2.1.1 Physically Based Vulnerability Modeling
We implemented a capture-zone approach to evaluate the vulnerability of household drinking-water supplies to contamination by UOG development. A capture zone represents the contributing area of a groundwater well; in other words, it is the portion of an aquifer from which the well draws its water. We used hydrologic models to simulate the capture zones of residential drinking-water wells and estimate vulnerability based on their proximity to UOG infrastructure (i.e., well pads).

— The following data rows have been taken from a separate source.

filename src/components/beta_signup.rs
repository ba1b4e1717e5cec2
use std::cell::RefCell;
use std::rc::Rc;

use gloo_timers::callback::Timeout;
use log::{debug, error, warn};
use wasm_bindgen::JsCast;
use web_sys::{Document, Element, FormData, HtmlFormElement, KeyboardEvent};

use crate::config::ChromeConfig;
use crate::contact::{EmailParts, SITE_CONTACT};
use crate::dom;
use crate::error::Result;

pub const SUBJECT: &str = "Beta Access Request - I'm the Commish";
pub const NO_MESSAGE: &str = "No message provided";

/// Values read from the signup form at submit time.
#[derive(Debug, Clone, Default, PartialEq, Eq)]
pub struct SignupForm {
    pub name: String,
    pub email: String,
    pub message: Option<String>,
}

impl SignupForm {
    pub fn body(&self) -> String {
        let message = self
            .message
            .as_deref()
            .filter(|message| !message.is_empty())
            .unwrap_or(NO_MESSAGE);
        format!(
            "Name: {}\nEmail: {}\n\nMessage:\n{}",
            self.name, self.email, message
        )
    }

    /// The draft is always addressed to `to`; the submitted email only
    /// shows up inside the body.
    pub fn mailto(&self, to: &EmailParts) -> String {
        format!(
            "{}?subject={}&body={}",
            to.mailto_href(),
            urlencoding::encode(SUBJECT),
            urlencoding::encode(&self.body())
        )
    }

    fn read(form: &HtmlFormElement) -> Result<Self> {
        let data = FormData::new_with_form(form)?;
        Ok(Self {
            name: data.get("name").as_string().unwrap_or_default(),
            email: data.get("email").as_string().unwrap_or_default(),
            message: data.get("message").as_string(),
        })
    }
}

#[derive(Debug, Clone, Copy, PartialEq, Eq)]
pub enum Panel {
    Form,
    Success,
}

#[derive(Debug, Clone, Copy, PartialEq, Eq)]
pub struct ModalState {
    pub visible: bool,
    pub panel: Panel,
}

impl Default for ModalState {
    fn default() -> Self {
        Self {
            visible: false,
            panel: Panel::Form,
        }
    }
}

impl ModalState {
    pub fn open(&mut self) {
        self.visible = true;
    }

    pub fn close(&mut self) {
        self.visible = false;
        self.panel = Panel::Form;
    }

    pub fn submitted(&mut self) {
        self.panel = Panel::Success;
    }
}

#[derive(Debug, Clone, Copy, PartialEq, Eq)]
pub enum Target {
    Modal,
    OpenButton,
    OpenButtonHero,
    CloseButton,
    Form,
    SuccessPanel,
}

impl Target {
    pub fn selector(self) -> &'static str {
        match self {
            Target::Modal => "#beta-modal",
            Target::OpenButton => "#beta-signup-btn",
            Target::OpenButtonHero => "#beta-signup-btn-hero",
            Target::CloseButton => ".beta-modal-close",
            Target::Form => "#beta-signup-form",
            Target::SuccessPanel => "#beta-form-success",
        }
    }
}

/// The elements the modal binds to. Only the dialog root is required.
#[derive(Debug, Clone, PartialEq)]
pub struct SignupTargets<E> {
    pub modal: E,
    pub open_buttons: Vec<E>,
    pub close_button: Option<E>,
    pub form: Option<E>,
    pub success: Option<E>,
}

impl<E> SignupTargets<E> {
    /// Returns `None` without looking anything else up when the dialog
    /// root is missing.
    pub fn resolve(mut find: impl FnMut(Target) -> Option<E>) -> Option<Self> {
        let modal = find(Target::Modal)?;
        let open_buttons = [Target::OpenButton, Target::OpenButtonHero]
            .into_iter()
            .filter_map(&mut find)
            .collect();
        Some(Self {
            modal,
            open_buttons,
            close_button: find(Target::CloseButton),
            form: find(Target::Form),
            success: find(Target::SuccessPanel),
        })
    }
}

struct BetaModal {
    targets: SignupTargets<Element>,
    state: RefCell<ModalState>,
    auto_close_ms: u32,
}

impl BetaModal {
    fn is_visible(&self) -> bool {
        self.state.borrow().visible
    }

    fn open(&self) {
        self.state.borrow_mut().open();
        self.render();
    }

    fn close(&self) {
        self.state.borrow_mut().close();
        self.render();
    }

    fn render(&self) {
        let state = *self.state.borrow();
        dom::set_style(
            &self.targets.modal,
            "display",
            if state.visible { "flex" } else { "none" },
        );
        dom::lock_body_scroll(state.visible);

        if let Some(form) = &self.targets.form {
            let display = if state.panel == Panel::Form { "block" } else { "none" };
            dom::set_style(form, "display", display);
        }
        if let Some(success) = &self.targets.success {
            let display = if state.panel == Panel::Success { "block" } else { "none" };
            dom::set_style(success, "display", display);
        }
    }

    fn handle_submit(self: &Rc<Self>, form: &HtmlFormElement) -> Result<()> {
        let values = SignupForm::read(form)?;
        let href = values.mailto(&SITE_CONTACT);
        dom::window()?.location().set_href(&href)?;
        debug!("Handed beta signup to the mail client");

        self.state.borrow_mut().submitted();
        self.render();
        form.reset();

        // Not cancelled on a manual close; closing twice is harmless.
        let modal = Rc::clone(self);
        Timeout::new(self.auto_close_ms, move || modal.close()).forget();
        Ok(())
    }
}

pub fn init(document: &Document, config: &ChromeConfig) -> Result<()> {
    let Some(targets) = SignupTargets::resolve(|target| dom::query(document, target.selector())) else {
        warn!("Beta modal not found");
        return Ok(());
    };

    let modal = Rc::new(BetaModal {
        targets,
        state: RefCell::new(ModalState::default()),
        auto_close_ms: config.modal_auto_close_ms,
    });

    for button in &modal.targets.open_buttons {
        let modal = Rc::clone(&modal);
        dom::listen(button, "click", move |e| {
            e.prevent_default();
            modal.open();
        })?;
    }

    if let Some(close_button) = &modal.targets.close_button {
        let modal = Rc::clone(&modal);
        dom::listen(close_button, "click", move |e| {
            e.prevent_default();
            e.stop_propagation();
            modal.close();
        })?;
    }

    {
        let backdrop = modal.targets.modal.clone();
        let modal = Rc::clone(&modal);
        dom::listen(&backdrop.clone(), "click", move |e| {
            if dom::event_target_element(&e).as_ref() == Some(&backdrop) {
                modal.close();
            }
        })?;
    }

    {
        let modal = Rc::clone(&modal);
        dom::listen(document, "keydown", move |e| {
            if let Some(key) = e.dyn_ref::<KeyboardEvent>() {
                if key.key() == "Escape" && modal.is_visible() {
                    modal.close();
                }
            }
        })?;
    }

    if let Some(form) = modal.targets.form.clone() {
        match form.dyn_into::<HtmlFormElement>() {
            Ok(form) => {
                let modal = Rc::clone(&modal);
                let form_handle = form.clone();
                dom::listen(&form, "submit", move |e| {
                    e.prevent_default();
                    if let Err(err) = modal.handle_submit(&form_handle) {
                        error!("Beta signup submit failed: {}", err);
                    }
                })?;
            }
            Err(_) => debug!("#beta-signup-form is not a <form>, submit not wired"),
        }
    }

    debug!("Beta signup modal wired");
    Ok(())
}

#[cfg(test)]
mod tests {
    use super::*;
    use pretty_assertions::assert_eq;

    fn decode(component: &str) -> String {
        urlencoding::decode(component).unwrap().into_owned()
    }

    fn query_param<'a>(uri: &'a str, key: &str) -> &'a str {
        let (_, query) = uri.split_once('?').unwrap();
        query
            .split('&')
            .find_map(|pair| pair.strip_prefix(key).and_then(|rest| rest.strip_prefix('=')))
            .unwrap()
    }

    fn ann(message: Option<&str>) -> SignupForm {
        SignupForm {
            name: "Ann".to_string(),
            email: "a@x.com".to_string(),
            message: message.map(str::to_string),
        }
    }

    #[test]
    fn body_embeds_fields_with_newlines() {
        let uri = ann(Some("Hi")).mailto(&SITE_CONTACT);
        assert_eq!(
            decode(query_param(&uri, "body")),
            "Name: Ann\nEmail: a@x.com\n\nMessage:\nHi"
        );
    }

    #[test]
    fn missing_message_uses_placeholder() {
        let uri = ann(None).mailto(&SITE_CONTACT);
        assert_eq!(
            decode(query_param(&uri, "body")),
            "Name: Ann\nEmail: a@x.com\n\nMessage:\nNo message provided"
        );
    }

    #[test]
    fn empty_message_uses_placeholder() {
        assert!(ann(Some("")).body().ends_with("Message:\nNo message provided"));
    }

    #[test]
    fn address_ignores_submitted_email() {
        let form = SignupForm {
            name: "Eve".to_string(),
            email: "eve@evil.example".to_string(),
            message: None,
        };
        let uri = form.mailto(&SITE_CONTACT);
        assert!(uri.starts_with("mailto:timdietrich@gmail.com?subject="));
        assert!(!uri.contains('\n'));
        assert!(!uri.contains(' '));
    }

    #[test]
    fn subject_round_trips() {
        let uri = ann(None).mailto(&SITE_CONTACT);
        assert_eq!(decode(query_param(&uri, "subject")), SUBJECT);
    }

    #[test]
    fn open_and_close_are_idempotent() {
        let mut state = ModalState::default();
        state.open();
        state.open();
        assert!(state.visible);

        state.close();
        state.close();
        assert_eq!(state, ModalState::default());
    }

    #[test]
    fn close_restores_form_panel() {
        let mut state = ModalState::default();
        state.open();
        state.submitted();
        assert_eq!(state.panel, Panel::Success);

        state.close();
        assert_eq!(state, ModalState { visible: false, panel: Panel::Form });
    }

    #[test]
    fn missing_modal_resolves_nothing_else() {
        let mut lookups = Vec::new();
        let targets = SignupTargets::<&str>::resolve(|target| {
            lookups.push(target);
            None
        });
        assert!(targets.is_none());
        assert_eq!(lookups, vec![Target::Modal]);
    }

    #[test]
    fn optional_targets_are_skipped_individually() {
        let targets = SignupTargets::resolve(|target| match target {
            Target::Modal => Some("modal"),
            Target::OpenButtonHero => Some("hero"),
            Target::Form => Some("form"),
            _ => None,
        })
        .unwrap();
        assert_eq!(
            targets,
            SignupTargets {
                modal: "modal",
                open_buttons: vec!["hero"],
                close_button: None,
                form: Some("form"),
                success: None,
            }
        );
    }
}
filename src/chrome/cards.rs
use wasm_bindgen::JsCast;
use web_sys::{Document, MouseEvent};

use crate::dom;
use crate::error::Result;

pub const TILT_RESET: &str = "perspective(1000px) rotateX(0) rotateY(0) translateY(0)";

/// 3D tilt for a pointer at `(x, y)` relative to a `width`×`height` card.
pub fn tilt_transform(x: f64, y: f64, width: f64, height: f64) -> String {
    let rotate_x = (y - height / 2.0) / 20.0;
    let rotate_y = (width / 2.0 - x) / 20.0;
    format!(
        "perspective(1000px) rotateX({}deg) rotateY({}deg) translateY(-4px)",
        rotate_x, rotate_y
    )
}

/// Hover lift on `.skill-category` and pointer tilt on `.project-card`.
pub fn init(document: &Document) -> Result<()> {
    for card in dom::query_all(document, ".skill-category") {
        let target = card.clone();
        dom::listen(&card, "mouseenter", move |_| {
            dom::set_style(&target, "transform", "translateY(-4px)");
        })?;
        let target = card.clone();
        dom::listen(&card, "mouseleave", move |_| {
            dom::set_style(&target, "transform", "translateY(0)");
        })?;
    }

    for card in dom::query_all(document, ".project-card") {
        let target = card.clone();
        dom::listen(&card, "mousemove", move |e| {
            let Some(mouse) = e.dyn_ref::<MouseEvent>() else { return };
            let rect = target.get_bounding_client_rect();
            let transform = tilt_transform(
                f64::from(mouse.client_x()) - rect.left(),
                f64::from(mouse.client_y()) - rect.top(),
                rect.width(),
                rect.height(),
            );
            dom::set_style(&target, "transform", &transform);
        })?;
        let target = card.clone();
        dom::listen(&card, "mouseleave", move |_| {
            dom::set_style(&target, "transform", TILT_RESET);
        })?;
    }

    Ok(())
}
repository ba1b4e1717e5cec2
//! Scroll- and pointer-driven page chrome.
//!
//! Every behavior is wired on its own: one whose markup is missing, or
//! whose wiring fails, leaves the rest untouched.

pub mod active_link;
pub mod anchors;
pub mod cards;
pub mod contact_form;
pub mod counters;
pub mod footer;
pub mod lazy_images;
pub mod navbar;
pub mod reveal;

use log::error;
use web_sys::{Document, Window};

use crate::components::mobile_nav;
use crate::config::ChromeConfig;
use crate::dom;
use crate::error::Result;

fn wire(name: &str, result: Result<()>) {
    if let Err(err) = result {
        error!("Failed to wire {}: {}", name, err);
    }
}

pub fn init(window: &Window, document: &Document, config: &ChromeConfig) {
    let nav_links = dom::query_all(document, ".nav-link");

    wire("mobile nav", mobile_nav::init(document, &nav_links));
    wire("navbar", navbar::init(window, document, config));
    wire("anchor scrolling", anchors::init(window, document));
    wire("section reveal", reveal::init_sections(window, document, config));
    wire("active nav link", active_link::init(window, document, &nav_links, config));
    wire("timeline", reveal::init_timeline(window, document, config));
    wire("cards", cards::init(document));
    wire("counters", counters::init(window, document, config));
    wire("contact form", contact_form::init(document, config));
    wire("lazy images", lazy_images::init(window, document));
    footer::init(document);
}
//! Stateless widgets for the directory screens.

use client_core::presentation::{
    Pager, PersonCard, FAILED_TITLE, HEADING, NEXT_LABEL, NO_MATCHES_HINT, NO_MATCHES_TITLE,
    PREVIOUS_LABEL, SEARCH_PLACEHOLDER,
};
use eframe::egui;
use egui::{Color32, RichText};
use shared::domain::{Icon, SortMode};

use crate::controller::reducer::UserIntent;

const CARD_ICON_SIZE: f32 = 30.0;
const PLACEHOLDER_ICON_SIZE: f32 = 64.0;
const SEARCH_FIELD_WIDTH: f32 = 280.0;

pub fn icon_glyph(icon: Icon) -> (&'static str, Color32) {
    match icon {
        Icon::Human => ("👤", Color32::from_rgb(88, 166, 255)),
        Icon::Droid => ("🤖", Color32::from_rgb(122, 201, 122)),
        Icon::Unknown => ("❓", Color32::from_rgb(190, 190, 190)),
    }
}

pub fn loading(ui: &mut egui::Ui) {
    ui.vertical_centered(|ui| {
        ui.add_space(ui.available_height() * 0.4);
        ui.add(egui::Spinner::new().size(PLACEHOLDER_ICON_SIZE));
    });
}

pub fn failed(ui: &mut egui::Ui, label: &str, message: &str) {
    ui.vertical_centered(|ui| {
        ui.add_space(ui.available_height() * 0.3);
        ui.label(
            RichText::new("⚠")
                .size(PLACEHOLDER_ICON_SIZE)
                .color(Color32::from_rgb(230, 90, 90)),
        );
        ui.heading(FAILED_TITLE);
        ui.label(RichText::new(format!("{label}: {message}")).weak());
    });
}

pub fn header(ui: &mut egui::Ui) {
    ui.vertical_centered(|ui| {
        ui.add_space(6.0);
        ui.label(RichText::new(HEADING).heading().strong().size(28.0));
        ui.add_space(6.0);
    });
}

/// Search box and sort selector. Edits are reported as intents instead of
/// being applied in place.
pub fn controls(
    ui: &mut egui::Ui,
    search_text: &mut String,
    sort: SortMode,
    intents: &mut Vec<UserIntent>,
) {
    ui.horizontal(|ui| {
        let response = ui.add(
            egui::TextEdit::singleline(search_text)
                .hint_text(SEARCH_PLACEHOLDER)
                .desired_width(SEARCH_FIELD_WIDTH),
        );
        if response.changed() {
            intents.push(UserIntent::Search(search_text.clone()));
        }
        ui.label("🔍");

        ui.with_layout(egui::Layout::right_to_left(egui::Align::Center), |ui| {
            let mut selected = sort;
            egui::ComboBox::from_id_salt("sort_mode")
                .selected_text(selected.label())
                .show_ui(ui, |ui| {
                    for mode in SortMode::ALL {
                        ui.selectable_value(&mut selected, mode, mode.label());
                    }
                });
            if selected != sort {
                intents.push(UserIntent::Sort(selected));
            }
        });
    });
}

pub fn no_matches(ui: &mut egui::Ui) {
    ui.vertical_centered(|ui| {
        ui.add_space(24.0);
        ui.label(
            RichText::new("⚠")
                .size(PLACEHOLDER_ICON_SIZE)
                .color(Color32::from_rgb(240, 200, 80)),
        );
        ui.heading(NO_MATCHES_TITLE);
        ui.label(RichText::new(NO_MATCHES_HINT).strong());
    });
}

pub fn person_card(ui: &mut egui::Ui, card: &PersonCard<'_>) {
    egui::Frame::group(ui.style())
        .inner_margin(egui::Margin::same(10))
        .show(ui, |ui| {
            ui.set_width(ui.available_width());
            ui.horizontal(|ui| {
                for icon in &card.icons {
                    let (glyph, color) = icon_glyph(*icon);
                    ui.label(RichText::new(glyph).size(CARD_ICON_SIZE).color(color));
                }
                ui.add_space(8.0);
                ui.vertical(|ui| {
                    ui.label(RichText::new(card.name).size(20.0).strong());
                    ui.horizontal(|ui| {
                        stat(ui, "Height:", card.height);
                        stat(ui, "Mass:", card.mass);
                        stat(ui, "Gender:", card.gender);
                    });
                });
            });
        });
}

fn stat(ui: &mut egui::Ui, label: &str, value: &str) {
    ui.label(RichText::new(label).strong());
    ui.label(value);
    ui.add_space(12.0);
}

pub fn pager(ui: &mut egui::Ui, pager: &Pager, intents: &mut Vec<UserIntent>) {
    ui.columns(3, |columns| {
        if pager.show_previous && columns[0].button(PREVIOUS_LABEL).clicked() {
            intents.push(UserIntent::PreviousPage);
        }
        columns[1].vertical_centered(|ui| {
            ui.label(pager.position_label());
        });
        columns[2].with_layout(egui::Layout::right_to_left(egui::Align::Center), |ui| {
            if pager.show_next && ui.button(NEXT_LABEL).clicked() {
                intents.push(UserIntent::NextPage);
            }
        });
    });
}
//! Backend commands queued from UI to backend worker.

use client_core::Settings;

pub enum BackendCommand {
    LoadDirectory { settings: Settings },
}

impl BackendCommand {
    pub fn name(&self) -> &'static str {
        match self {
            BackendCommand::LoadDirectory { .. } => "load_directory",
        }
    }
}
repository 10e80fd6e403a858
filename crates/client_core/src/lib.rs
//! Directory client: remote loading, view state, and screen derivation
//! shared by the desktop GUI and the CLI.

use async_trait::async_trait;
use shared::protocol::{PeoplePage, SpeciesRecord};

pub mod config;
pub mod error;
pub mod http;
pub mod loader;
pub mod presentation;
pub mod view_state;

pub use config::{load_settings, Settings};
pub use error::NetworkError;
pub use http::HttpDirectoryClient;
pub use loader::{load_all, load_directory};
pub use presentation::{render_text, screen, Screen};
pub use view_state::{reduce, ViewAction, ViewState, Window, PAGE_SIZE};

/// Read access to a paginated people collection plus species search.
#[async_trait]
pub trait DirectoryApi: Send + Sync {
    /// Fetch one 1-based page of the people collection.
    async fn fetch_people_page(&self, page: u32) -> Result<PeoplePage, NetworkError>;
    async fn search_species(&self, name: &str) -> Result<Vec<SpeciesRecord>, NetworkError>;
}
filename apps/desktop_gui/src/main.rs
mod backend_bridge;
mod controller;
mod ui;

use clap::Parser;
use client_core::load_settings;
use crossbeam_channel::bounded;
use eframe::egui;
use tracing_subscriber::EnvFilter;

use crate::backend_bridge::commands::BackendCommand;
use crate::controller::{
    events::UiEvent,
    orchestration::dispatch_backend_command,
    reducer::{apply_ui_event, AppModel},
};
use crate::ui::DirectoryApp;

const APP_TITLE: &str = "People of Star Wars";

#[derive(Parser, Debug)]
struct Args {
    /// API base URL; overrides directory.toml and the environment.
    #[arg(long)]
    api_url: Option<String>,
    /// Show a failure screen instead of the spinner when loading fails.
    #[arg(long)]
    surface_load_errors: bool,
}

fn main() -> eframe::Result<()> {
    tracing_subscriber::fmt()
        .with_env_filter(
            EnvFilter::try_from_default_env().unwrap_or_else(|_| EnvFilter::new("info")),
        )
        .init();
    let args = Args::parse();

    let mut settings = load_settings();
    if let Some(api_url) = args.api_url {
        settings.api_base_url = api_url;
    }
    settings.surface_load_errors |= args.surface_load_errors;

    let (cmd_tx, cmd_rx) = bounded::<BackendCommand>(8);
    let (ui_tx, ui_rx) = bounded::<UiEvent>(8);
    backend_bridge::runtime::launch(cmd_rx, ui_tx);

    let mut model = AppModel::new(settings.surface_load_errors);
    if let Err(err) = dispatch_backend_command(&cmd_tx, BackendCommand::LoadDirectory { settings }) {
        tracing::error!("could not start directory load: {}", err.message());
        model = apply_ui_event(model, UiEvent::LoadFailed(err));
    }
    // The load runs once per session; no further commands are sent.
    drop(cmd_tx);

    let options = eframe::NativeOptions {
        viewport: egui::ViewportBuilder::default()
            .with_title(APP_TITLE)
            .with_inner_size([720.0, 860.0])
            .with_min_inner_size([480.0, 520.0]),
        ..Default::default()
    };
    eframe::run_native(
        APP_TITLE,
        options,
        Box::new(move |_cc| Ok(Box::new(DirectoryApp::new(ui_rx, model)))),
    )
}
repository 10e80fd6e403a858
pub mod domain;
pub mod protocol;
use std::cmp::Ordering;

use chrono::{DateTime, Utc};
use rayon::prelude::*;
use serde::Serialize;
use tracing::{debug, instrument};

use super::scoring::{MatchScore, RankingConfig, ScoringEngine};
use crate::{Candidate, Query};

pub const DEFAULT_MAX_RESULTS: usize = 5;

#[derive(Debug, Clone, PartialEq, Serialize)]
pub struct ScoredCandidate {
    pub candidate: Candidate,
    pub score: f64,
    pub breakdown: MatchScore,
}

#[derive(Debug, Clone, PartialEq, Eq, thiserror::Error)]
pub enum RankError {
    #[error("max results must be a positive integer")]
    InvalidLimit,
}

pub struct RankingEngine {
    scoring: ScoringEngine,
}

impl Default for RankingEngine {
    fn default() -> Self {
        Self::new(RankingConfig::default())
    }
}

impl RankingEngine {
    pub fn new(config: RankingConfig) -> Self {
        Self {
            scoring: ScoringEngine::new(config),
        }
    }

    pub fn config(&self) -> &RankingConfig {
        self.scoring.config()
    }

    /// Scores every candidate against one `now` snapshot and returns the best `max`.
    ///
    /// Candidates are scored in parallel; equal scores keep their input order.
    /// Only the returned entries are cloned, the input slice is never modified.
    #[instrument(skip_all, fields(pool = candidates.len(), max = max))]
    pub fn rank(
        &self,
        candidates: &[Candidate],
        query: &Query,
        max: usize,
        now: DateTime<Utc>,
    ) -> Result<Vec<ScoredCandidate>, RankError> {
        if max == 0 {
            return Err(RankError::InvalidLimit);
        }

        // indexed parallel iterators collect in input order
        let mut scored: Vec<(usize, MatchScore)> = candidates
            .par_iter()
            .enumerate()
            .map(|(index, candidate)| {
                (index, self.scoring.calculate_match_score(candidate, query, now))
            })
            .collect();

        scored.sort_by(|a, b| b.1.total.partial_cmp(&a.1.total).unwrap_or(Ordering::Equal));
        scored.truncate(max);

        let ranked: Vec<ScoredCandidate> = scored
            .into_iter()
            .map(|(index, breakdown)| ScoredCandidate {
                candidate: candidates[index].clone(),
                score: breakdown.total,
                breakdown,
            })
            .collect();

        debug!(
            returned = ranked.len(),
            top_score = ranked.first().map(|r| r.score),
            "ranked candidates"
        );

        Ok(ranked)
    }
}

/// Functional entry point over a one-off engine.
pub fn rank(
    candidates: &[Candidate],
    query: &Query,
    max: usize,
    now: DateTime<Utc>,
    config: &RankingConfig,
) -> Result<Vec<ScoredCandidate>, RankError> {
    RankingEngine::new(config.clone()).rank(candidates, query, max, now)
}

#[cfg(test)]
mod tests {
    use super::*;
    use chrono::{Duration, TimeZone};

    fn now() -> DateTime<Utc> {
        Utc.with_ymd_and_hms(2025, 6, 30, 12, 0, 0).unwrap()
    }

    fn base_candidate(id: &str) -> Candidate {
        Candidate {
            id: id.into(),
            trade: "plumber".into(),
            specialties: "leak,pipe".into(),
            district_coverage: "Kwun Tong, Sha Tin".into(),
            languages: "zh-HK,en".into(),
            source: "offline-word-of-mouth".into(),
            rating_avg: "4.0".into(),
            last_active: (now() - Duration::days(10)).to_rfc3339(),
            ..Candidate::default()
        }
    }

    fn query() -> Query {
        Query::for_trade("plumber")
            .with_district("Kwun Tong")
            .with_language("zh-HK")
    }

    fn ids(ranked: &[ScoredCandidate]) -> Vec<&str> {
        ranked.iter().map(|r| r.candidate.id.as_str()).collect()
    }

    #[test]
    fn empty_pool_returns_empty() {
        let ranked = RankingEngine::default().rank(&[], &query(), 5, now()).unwrap();
        assert!(ranked.is_empty());
    }

    #[test]
    fn zero_max_is_rejected() {
        let result = RankingEngine::default().rank(&[base_candidate("a")], &query(), 0, now());
        assert_eq!(result, Err(RankError::InvalidLimit));
    }

    #[test]
    fn ranks_by_score_descending() {
        let mut electrician = base_candidate("electrician");
        electrician.trade = "electrician".into();
        let mut far_away = base_candidate("far");
        far_away.district_coverage = "Tuen Mun".into();
        let best = base_candidate("best");

        let ranked = RankingEngine::default()
            .rank(&[electrician, far_away, best], &query(), 5, now())
            .unwrap();

        assert_eq!(ids(&ranked), vec!["best", "far", "electrician"]);
        assert!(ranked.windows(2).all(|w| w[0].score >= w[1].score));
    }

    #[test]
    fn truncates_to_max_and_returns_all_when_pool_is_smaller() {
        let pool: Vec<_> = (0..8).map(|i| base_candidate(&format!("c{i}"))).collect();
        let engine = RankingEngine::default();

        assert_eq!(engine.rank(&pool, &query(), 3, now()).unwrap().len(), 3);
        assert_eq!(engine.rank(&pool, &query(), 8, now()).unwrap().len(), 8);
        assert_eq!(engine.rank(&pool, &query(), 50, now()).unwrap().len(), 8);
    }

    #[test]
    fn ties_keep_input_order() {
        let pool: Vec<_> = ["d", "a", "c", "b"].iter().map(|id| base_candidate(id)).collect();
        let engine = RankingEngine::default();

        let first = engine.rank(&pool, &query(), 4, now()).unwrap();
        let second = engine.rank(&pool, &query(), 4, now()).unwrap();

        assert_eq!(ids(&first), vec!["d", "a", "c", "b"]);
        assert_eq!(first, second);
    }

    #[test]
    fn recent_activity_never_ranks_below_stale() {
        let mut stale = base_candidate("stale");
        stale.last_active = (now() - Duration::days(200)).to_rfc3339();
        let mut fresh = base_candidate("fresh");
        fresh.last_active = (now() - Duration::days(90)).to_rfc3339();

        let ranked = RankingEngine::default()
            .rank(&[stale, fresh], &query(), 2, now())
            .unwrap();

        assert_eq!(ids(&ranked), vec!["fresh", "stale"]);
        assert!(ranked[0].score > ranked[1].score);
    }

    #[test]
    fn input_is_left_untouched() {
        let pool = vec![base_candidate("a"), base_candidate("b")];
        let snapshot = pool.clone();

        let ranked = rank(&pool, &query(), 1, now(), &RankingConfig::default()).unwrap();

        assert_eq!(pool, snapshot);
        assert_eq!(ranked.len(), 1);
        assert_eq!(ranked[0].candidate, snapshot[0]);
        assert_eq!(ranked[0].score, ranked[0].breakdown.total);
    }

    #[test]
    fn matches_reference_score() {
        let mut candidate = base_candidate("ref");
        candidate.rating_avg = "4.5".into();

        let ranked = RankingEngine::default()
            .rank(&[candidate], &query(), DEFAULT_MAX_RESULTS, now())
            .unwrap();

        assert!((ranked[0].score - 0.94).abs() < 0.001);
    }
}
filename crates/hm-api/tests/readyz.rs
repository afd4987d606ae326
use std::sync::Arc;
use std::sync::atomic::Ordering;

use axum::{body::Body, http::Request, http::StatusCode};
use hm_common::source::StaticSource;
use tower::ServiceExt;

#[tokio::test]
async fn readyz_returns_service_unavailable_when_not_ready() {
    let state = hm_api::test_state(Arc::new(StaticSource::default()));
    state.readiness.store(false, Ordering::SeqCst);
    let app = hm_api::create_router(state);

    let response = app
        .oneshot(
            Request::builder()
                .uri("/readyz")
                .body(Body::empty())
                .unwrap(),
        )
        .await
        .unwrap();

    assert_eq!(response.status(), StatusCode::SERVICE_UNAVAILABLE);
}

#[tokio::test]
async fn readyz_is_ok_with_loadable_source() {
    let app = hm_api::create_router(hm_api::test_state(Arc::new(StaticSource::default())));

    let response = app
        .oneshot(
            Request::builder()
                .uri("/readyz")
                .body(Body::empty())
                .unwrap(),
        )
        .await
        .unwrap();

    assert_eq!(response.status(), StatusCode::OK);
}
pub mod health;
pub mod referral;
pub mod search;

The development and an application of this framework are described in detail in Soriano et al. (2020), and a variation of the approach is implemented in a submitted manuscript (Xiong et al., in review). Work towards advancing and testing this vulnerability framework involved four major tasks that began at the outset of the project.
Database creation. A geographic information system (GIS) database was assembled for PA. The data were drawn from various agencies, including the PA Department of Environmental Protection (PADEP), US Geological Survey (USGS), and Susquehanna River Basin Commission. The database comprises thematic layers of local hydrogeology, topography, climatology, domestic well locations, UOG well pads, and other infrastructure.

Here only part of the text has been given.